Exercise objective >> Which of the lines below hold "insecure"? Please return each one.

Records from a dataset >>
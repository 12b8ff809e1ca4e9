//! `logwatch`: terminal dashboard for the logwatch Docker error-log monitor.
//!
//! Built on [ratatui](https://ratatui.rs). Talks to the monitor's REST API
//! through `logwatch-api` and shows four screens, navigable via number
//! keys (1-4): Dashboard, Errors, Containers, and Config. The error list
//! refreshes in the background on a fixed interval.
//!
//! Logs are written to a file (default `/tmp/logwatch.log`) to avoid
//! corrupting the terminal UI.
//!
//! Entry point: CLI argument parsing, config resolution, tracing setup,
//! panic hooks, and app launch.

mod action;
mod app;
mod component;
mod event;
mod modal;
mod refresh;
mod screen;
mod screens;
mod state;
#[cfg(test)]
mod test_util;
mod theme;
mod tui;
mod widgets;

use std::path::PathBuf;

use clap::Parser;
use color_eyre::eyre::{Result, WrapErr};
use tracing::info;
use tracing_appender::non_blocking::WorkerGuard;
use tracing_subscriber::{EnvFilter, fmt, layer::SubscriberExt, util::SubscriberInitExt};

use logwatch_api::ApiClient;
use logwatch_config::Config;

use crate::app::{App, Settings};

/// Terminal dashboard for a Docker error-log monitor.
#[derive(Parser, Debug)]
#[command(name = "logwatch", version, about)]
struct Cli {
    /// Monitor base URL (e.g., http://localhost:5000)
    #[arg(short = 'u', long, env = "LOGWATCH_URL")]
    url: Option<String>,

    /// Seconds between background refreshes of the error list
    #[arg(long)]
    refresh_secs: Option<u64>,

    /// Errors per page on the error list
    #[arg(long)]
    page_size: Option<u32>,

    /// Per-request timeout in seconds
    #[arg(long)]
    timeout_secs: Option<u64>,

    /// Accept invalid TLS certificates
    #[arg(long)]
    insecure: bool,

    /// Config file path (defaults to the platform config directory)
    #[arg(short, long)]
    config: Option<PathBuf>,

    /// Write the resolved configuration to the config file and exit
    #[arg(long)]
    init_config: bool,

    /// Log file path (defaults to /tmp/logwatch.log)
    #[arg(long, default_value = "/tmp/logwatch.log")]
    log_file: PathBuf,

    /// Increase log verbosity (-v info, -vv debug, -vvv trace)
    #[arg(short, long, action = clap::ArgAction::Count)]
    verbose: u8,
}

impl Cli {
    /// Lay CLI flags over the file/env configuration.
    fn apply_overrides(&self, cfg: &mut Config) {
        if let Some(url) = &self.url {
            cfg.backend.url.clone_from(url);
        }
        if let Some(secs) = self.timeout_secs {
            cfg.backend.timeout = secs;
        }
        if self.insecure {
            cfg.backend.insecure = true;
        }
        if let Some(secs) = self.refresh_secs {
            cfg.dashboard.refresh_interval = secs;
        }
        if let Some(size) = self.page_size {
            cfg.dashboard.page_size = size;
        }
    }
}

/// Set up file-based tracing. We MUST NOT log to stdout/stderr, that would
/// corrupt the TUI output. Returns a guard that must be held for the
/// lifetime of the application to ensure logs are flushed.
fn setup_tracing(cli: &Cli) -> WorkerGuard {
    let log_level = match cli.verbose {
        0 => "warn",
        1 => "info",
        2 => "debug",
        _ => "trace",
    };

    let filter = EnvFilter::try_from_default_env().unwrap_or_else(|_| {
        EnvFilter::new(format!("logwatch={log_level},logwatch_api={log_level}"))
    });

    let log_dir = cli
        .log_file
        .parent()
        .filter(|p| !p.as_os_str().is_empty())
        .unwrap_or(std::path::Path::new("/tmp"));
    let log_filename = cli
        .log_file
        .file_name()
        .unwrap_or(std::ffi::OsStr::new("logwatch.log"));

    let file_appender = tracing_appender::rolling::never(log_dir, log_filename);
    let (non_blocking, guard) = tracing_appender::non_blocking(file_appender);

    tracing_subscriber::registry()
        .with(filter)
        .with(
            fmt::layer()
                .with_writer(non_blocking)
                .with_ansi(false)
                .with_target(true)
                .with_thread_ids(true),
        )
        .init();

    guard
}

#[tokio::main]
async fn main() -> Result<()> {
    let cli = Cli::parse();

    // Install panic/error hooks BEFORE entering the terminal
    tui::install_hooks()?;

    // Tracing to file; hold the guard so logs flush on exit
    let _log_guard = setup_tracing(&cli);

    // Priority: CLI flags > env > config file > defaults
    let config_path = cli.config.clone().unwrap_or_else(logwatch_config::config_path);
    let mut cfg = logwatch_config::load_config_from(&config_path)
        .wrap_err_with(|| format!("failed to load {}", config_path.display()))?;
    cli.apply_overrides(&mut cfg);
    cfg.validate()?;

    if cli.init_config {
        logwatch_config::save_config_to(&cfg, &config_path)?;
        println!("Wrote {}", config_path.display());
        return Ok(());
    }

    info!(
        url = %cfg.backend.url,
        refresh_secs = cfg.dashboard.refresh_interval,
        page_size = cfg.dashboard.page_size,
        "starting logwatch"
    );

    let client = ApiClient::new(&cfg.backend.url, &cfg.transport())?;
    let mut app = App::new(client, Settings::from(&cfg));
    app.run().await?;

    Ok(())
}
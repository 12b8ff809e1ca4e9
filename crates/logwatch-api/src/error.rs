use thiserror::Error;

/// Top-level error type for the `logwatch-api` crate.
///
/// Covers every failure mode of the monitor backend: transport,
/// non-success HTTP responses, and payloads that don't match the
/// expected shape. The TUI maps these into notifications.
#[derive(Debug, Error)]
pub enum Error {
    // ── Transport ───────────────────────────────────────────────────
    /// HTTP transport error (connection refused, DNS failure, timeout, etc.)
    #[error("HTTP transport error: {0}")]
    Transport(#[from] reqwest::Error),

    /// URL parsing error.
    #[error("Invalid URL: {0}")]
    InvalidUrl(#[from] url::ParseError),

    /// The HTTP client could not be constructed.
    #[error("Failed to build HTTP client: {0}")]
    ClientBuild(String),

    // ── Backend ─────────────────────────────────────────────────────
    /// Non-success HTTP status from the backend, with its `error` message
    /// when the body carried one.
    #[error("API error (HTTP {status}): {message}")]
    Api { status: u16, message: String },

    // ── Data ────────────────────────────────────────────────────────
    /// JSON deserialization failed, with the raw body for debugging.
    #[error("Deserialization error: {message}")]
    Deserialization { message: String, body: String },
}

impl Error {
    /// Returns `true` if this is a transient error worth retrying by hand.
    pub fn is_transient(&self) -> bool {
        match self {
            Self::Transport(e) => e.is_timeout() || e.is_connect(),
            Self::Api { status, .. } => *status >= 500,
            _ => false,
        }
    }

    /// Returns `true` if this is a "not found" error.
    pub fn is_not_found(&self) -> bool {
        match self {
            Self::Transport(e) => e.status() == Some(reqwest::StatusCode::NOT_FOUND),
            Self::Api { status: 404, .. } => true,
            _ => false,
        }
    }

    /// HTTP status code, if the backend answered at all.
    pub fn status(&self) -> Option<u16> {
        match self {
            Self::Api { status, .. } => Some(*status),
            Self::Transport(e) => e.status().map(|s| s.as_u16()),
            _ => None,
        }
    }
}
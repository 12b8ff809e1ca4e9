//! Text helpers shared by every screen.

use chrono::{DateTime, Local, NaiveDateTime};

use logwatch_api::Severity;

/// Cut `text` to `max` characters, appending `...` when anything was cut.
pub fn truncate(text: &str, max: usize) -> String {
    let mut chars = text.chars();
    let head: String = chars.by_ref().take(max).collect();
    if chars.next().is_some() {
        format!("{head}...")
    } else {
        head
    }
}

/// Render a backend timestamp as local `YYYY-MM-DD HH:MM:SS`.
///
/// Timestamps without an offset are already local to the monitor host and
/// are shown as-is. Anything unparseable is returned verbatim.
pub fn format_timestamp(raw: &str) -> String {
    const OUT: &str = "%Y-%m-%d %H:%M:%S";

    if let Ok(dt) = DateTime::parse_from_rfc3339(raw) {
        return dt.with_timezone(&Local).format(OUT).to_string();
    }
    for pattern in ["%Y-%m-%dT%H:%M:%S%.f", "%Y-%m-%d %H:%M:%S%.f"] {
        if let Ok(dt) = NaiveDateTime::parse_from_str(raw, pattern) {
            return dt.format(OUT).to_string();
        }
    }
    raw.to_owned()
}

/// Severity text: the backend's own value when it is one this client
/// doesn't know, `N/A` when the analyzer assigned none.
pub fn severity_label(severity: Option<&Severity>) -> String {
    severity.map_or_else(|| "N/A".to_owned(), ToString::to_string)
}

Reply to the exercise >>
    insecure: bool,
        if self.insecure {
            cfg.backend.insecure = true;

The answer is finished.